SECOND SECTION

CASE OF MEZŐTÚR-TISZAZUGI VÍZGAZDÁLKODÁSI TÁRSULAT v. HUNGARY

(Application no. 5503/02)

JUDGMENT

STRASBOURG

26 July 2005

FINAL

26/10/2005

This judgment will become final in the circumstances set out in Article 44 § 2 of the Convention. It may be subject to editorial revision.

 

In the case of Mezőtúr-Tiszazugi Vízgazdálkodási Társulat v. Hungary,

The European Court of Human Rights (Second Section), sitting as a Chamber composed of:

Mr J.-P. Costa, President
 Mr A.B. Baka
 Mr R. Türmen
 Mr K. Jungwiert
 Mr M. Ugrekhelidze
 Ms D. Jočienė, 
 Mr D. Popović, judges,  

and Mr S. Naismith, Deputy Section Registrar,

Having deliberated in private on 28 June 2005,

Delivers the following judgment, which was adopted on that date:

PROCEDURE

1.  The case originated in an application (no. 5503/02) against the Republic of Hungary lodged with the Court under Article 34 of the Convention for the Protection of Human Rights and Fundamental Freedoms (“the Convention”) by a Hungarian association, the Mezőtúr-Tiszazugi Vízgazdálkodási Társulat (“the applicant”), on 6 August 2001.

2.  The applicant was represented by Mr G. Varga, a lawyer practising in Budapest. The Hungarian Government (“the Government”) were represented by their Agent, Mr L. Höltzl, Deputy State-Secretary.
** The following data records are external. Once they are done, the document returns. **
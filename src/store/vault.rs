//! HashiCorp Vault adapter over the HTTP API.
//!
//! Talks to the generic logical endpoints (`/v1/<path>`) rather than a typed
//! KV client, because the walker addresses arbitrary listing paths and the
//! same code must serve both KV v1 and KV v2 mounts.
//!
//! # Endpoints
//!
//! - `GET /v1/<path>?list=true`: listing, keys under `data.keys`
//! - `GET /v1/<path>`: read, payload under `data`
//! - `POST /v1/<path>`: write
//! - `GET /v1/sys/health`: server version
//! - `GET /v1/sys/mounts`: mount table
//!
//! # Security
//!
//! - Tokens are sent as `X-Vault-Token` and never logged
//! - Payloads are never logged, only paths and status codes

use std::sync::Arc;
use std::time::Duration;

use async_trait::async_trait;
use reqwest::{Client, Method, RequestBuilder, Response, StatusCode, Url};
use serde::Deserialize;
use serde_json::Value;
use tracing::{debug, info};

use super::{ListEntry, MountInfo, SecretStore, StoreConnector};
use crate::config::VaultConfig;
use crate::errors::{Error, Result, StoreOperation};
use crate::namespace::{SecretPayload, SEPARATOR};
use crate::store::Dialect;

/// Mount type that identifies a KV secret engine
pub const KV_MOUNT_TYPE: &str = "kv";

#[derive(Debug, Deserialize)]
struct ListResponse {
    data: Option<ListData>,
}

#[derive(Debug, Deserialize)]
struct ListData {
    #[serde(default)]
    keys: Vec<String>,
}

#[derive(Debug, Deserialize)]
struct ReadResponse {
    data: Option<SecretPayload>,
}

#[derive(Debug, Deserialize)]
struct HealthResponse {
    version: Option<String>,
}

/// One handle to a Vault server.
pub struct VaultStore {
    client: Client,
    base: Url,
    address: String,
    token: String,
    namespace: Option<String>,
}

impl std::fmt::Debug for VaultStore {
    fn fmt(&self, f: &mut std::fmt::Formatter<'_>) -> std::fmt::Result {
        f.debug_struct("VaultStore")
            .field("address", &self.address)
            .field("namespace", &self.namespace)
            .field("token", &"[REDACTED]")
            .finish()
    }
}

impl VaultStore {
    /// Build a handle for the configured server.
    ///
    /// No request is made here; an unreachable server surfaces on first use.
    pub fn connect(config: &VaultConfig) -> Result<Self> {
        if config.address.is_empty() {
            return Err(Error::config("Vault address cannot be empty"));
        }
        let base = Url::parse(&config.address).map_err(|e| {
            Error::store(StoreOperation::Connect, &config.address, format!("invalid address: {}", e))
        })?;
        if base.cannot_be_a_base() {
            return Err(Error::store(
                StoreOperation::Connect,
                &config.address,
                "address must be an http(s) URL",
            ));
        }

        let client = Client::builder()
            .timeout(Duration::from_secs(config.timeout_seconds))
            .build()
            .map_err(|e| Error::store(StoreOperation::Connect, &config.address, e))?;

        Ok(Self {
            client,
            base,
            address: config.address.trim_end_matches('/').to_string(),
            token: config.token.clone(),
            namespace: config.namespace.clone(),
        })
    }

    /// `/v1/<path>` under the server address, one URL segment per path
    /// segment so `#`, `?` and `%` in key names stay part of the key.
    fn url(&self, path: &str) -> Url {
        let mut url = self.base.clone();
        if let Ok(mut segments) = url.path_segments_mut() {
            segments
                .pop_if_empty()
                .push("v1")
                .extend(path.trim_start_matches(SEPARATOR).split(SEPARATOR));
        }
        url
    }

    fn request(&self, method: Method, path: &str) -> RequestBuilder {
        let url = self.url(path);
        debug!(%method, %url, "Vault request");

        let builder = self.client.request(method, url).header("X-Vault-Token", &self.token);
        match &self.namespace {
            Some(namespace) => builder.header("X-Vault-Namespace", namespace),
            None => builder,
        }
    }

    async fn send(
        &self,
        builder: RequestBuilder,
        operation: StoreOperation,
        path: &str,
    ) -> Result<Response> {
        builder.send().await.map_err(|e| Error::store(operation, path, e))
    }

    /// Turn a non-success response into a store error carrying Vault's message.
    async fn failure(response: Response, operation: StoreOperation, path: &str) -> Error {
        let status = response.status();
        let body = response.text().await.unwrap_or_else(|_| "<unable to read error>".to_string());
        let detail = serde_json::from_str::<Value>(&body)
            .ok()
            .and_then(|v| v.get("errors").cloned())
            .map(|errors| errors.to_string())
            .unwrap_or(body);
        Error::store(operation, path, format!("HTTP {}: {}", status, detail))
    }

    async fn json<T: serde::de::DeserializeOwned>(
        response: Response,
        operation: StoreOperation,
        path: &str,
    ) -> Result<T> {
        let body = response.text().await.map_err(|e| Error::store(operation, path, e))?;
        serde_json::from_str(&body)
            .map_err(|e| Error::store(operation, path, format!("unexpected response body: {}", e)))
    }

    async fn server_version(&self) -> Result<String> {
        const PATH: &str = "sys/health";
        let op = StoreOperation::DescribeMount;

        // Standby, sealed and performance-standby nodes answer with non-200
        // codes but the same JSON body, so any status with a version is fine.
        let response = self.send(self.request(Method::GET, PATH), op, PATH).await?;
        let health: HealthResponse = Self::json(response, op, PATH).await?;
        health.version.ok_or_else(|| Error::store(op, PATH, "health response has no version"))
    }

    async fn kv_root(&self) -> Result<String> {
        const PATH: &str = "sys/mounts";
        let op = StoreOperation::DescribeMount;

        let response = self.send(self.request(Method::GET, PATH), op, PATH).await?;
        if !response.status().is_success() {
            return Err(Self::failure(response, op, PATH).await);
        }
        let body: Value = Self::json(response, op, PATH).await?;
        find_kv_mount(&body).ok_or_else(|| {
            Error::store(op, PATH, format!("no mount of type '{}' found", KV_MOUNT_TYPE))
        })
    }
}

/// First mount (in path order) whose type is `kv`.
///
/// Newer servers nest the table under `data`; older ones return it top level.
fn find_kv_mount(body: &Value) -> Option<String> {
    let table = match body.get("data") {
        Some(Value::Object(data)) => data,
        _ => body.as_object()?,
    };

    let mut mounts: Vec<(&String, &Value)> = table.iter().collect();
    mounts.sort_by(|a, b| a.0.cmp(b.0));
    mounts
        .into_iter()
        .find(|(_, mount)| mount.get("type").and_then(Value::as_str) == Some(KV_MOUNT_TYPE))
        .map(|(path, _)| path.clone())
}

#[async_trait]
impl SecretStore for VaultStore {
    async fn list(&self, path: &str) -> Result<Vec<ListEntry>> {
        let op = StoreOperation::List;
        let request = self.request(Method::GET, path).query(&[("list", "true")]);
        let response = self.send(request, op, path).await?;

        if response.status() == StatusCode::NOT_FOUND {
            return Ok(Vec::new());
        }
        if !response.status().is_success() {
            return Err(Self::failure(response, op, path).await);
        }

        let listing: ListResponse = Self::json(response, op, path).await?;
        Ok(listing
            .data
            .map(|data| data.keys.iter().map(|k| ListEntry::parse(k)).collect())
            .unwrap_or_default())
    }

    async fn read(&self, path: &str) -> Result<SecretPayload> {
        let op = StoreOperation::Read;
        let response = self.send(self.request(Method::GET, path), op, path).await?;

        if response.status() == StatusCode::NOT_FOUND {
            return Err(Error::store(op, path, "secret not found"));
        }
        if !response.status().is_success() {
            return Err(Self::failure(response, op, path).await);
        }

        let secret: ReadResponse = Self::json(response, op, path).await?;
        secret.data.ok_or_else(|| Error::store(op, path, "response has no data"))
    }

    async fn write(&self, path: &str, payload: &SecretPayload) -> Result<()> {
        let op = StoreOperation::Write;
        let response = self.send(self.request(Method::POST, path).json(payload), op, path).await?;

        if !response.status().is_success() {
            return Err(Self::failure(response, op, path).await);
        }
        Ok(())
    }

    async fn describe_mount(&self, root_override: Option<&str>) -> Result<MountInfo> {
        let version = self.server_version().await?;
        let dialect = Dialect::from_server_version(&version)?;

        let root = match root_override {
            Some(root) => root.to_string(),
            None => self.kv_root().await?,
        };

        let mount = MountInfo::new(dialect, &root);
        info!(address = %self.address, %version, %mount, "Resolved Vault KV mount");
        Ok(mount)
    }
}

/// Opens [`VaultStore`] handles for one server configuration.
#[derive(Debug, Clone)]
pub struct VaultConnector {
    config: VaultConfig,
}

impl VaultConnector {
    pub fn new(config: VaultConfig) -> Self {
        Self { config }
    }
}

#[async_trait]
impl StoreConnector for VaultConnector {
    async fn connect(&self) -> Result<Arc<dyn SecretStore>> {
        let store: Arc<dyn SecretStore> = Arc::new(VaultStore::connect(&self.config)?);
        Ok(store)
    }

    fn target(&self) -> String {
        self.config.address.clone()
    }
}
3.  On 3 March 2004 the Court decided to communicate the complaint concerning the length of the proceedings to the Government. Applying Article 29 § 3 of the Convention, it decided to rule on the admissibility and merits of the application at the same time.

THE FACTS

THE CIRCUMSTANCES OF THE CASE

4.  The applicant is a water management association founded under Act no. 57 of 1995 on Water Management, with its seat in Mezőtúr, Hungary.

5.  On 18 December 1996 the applicant requested the Szolnok District Court to issue an order for payment against a limited liability company. On 27 March 1997 the respondent objected to the order and brought a counter-claim against the applicant. The proceedings continued as civil litigation.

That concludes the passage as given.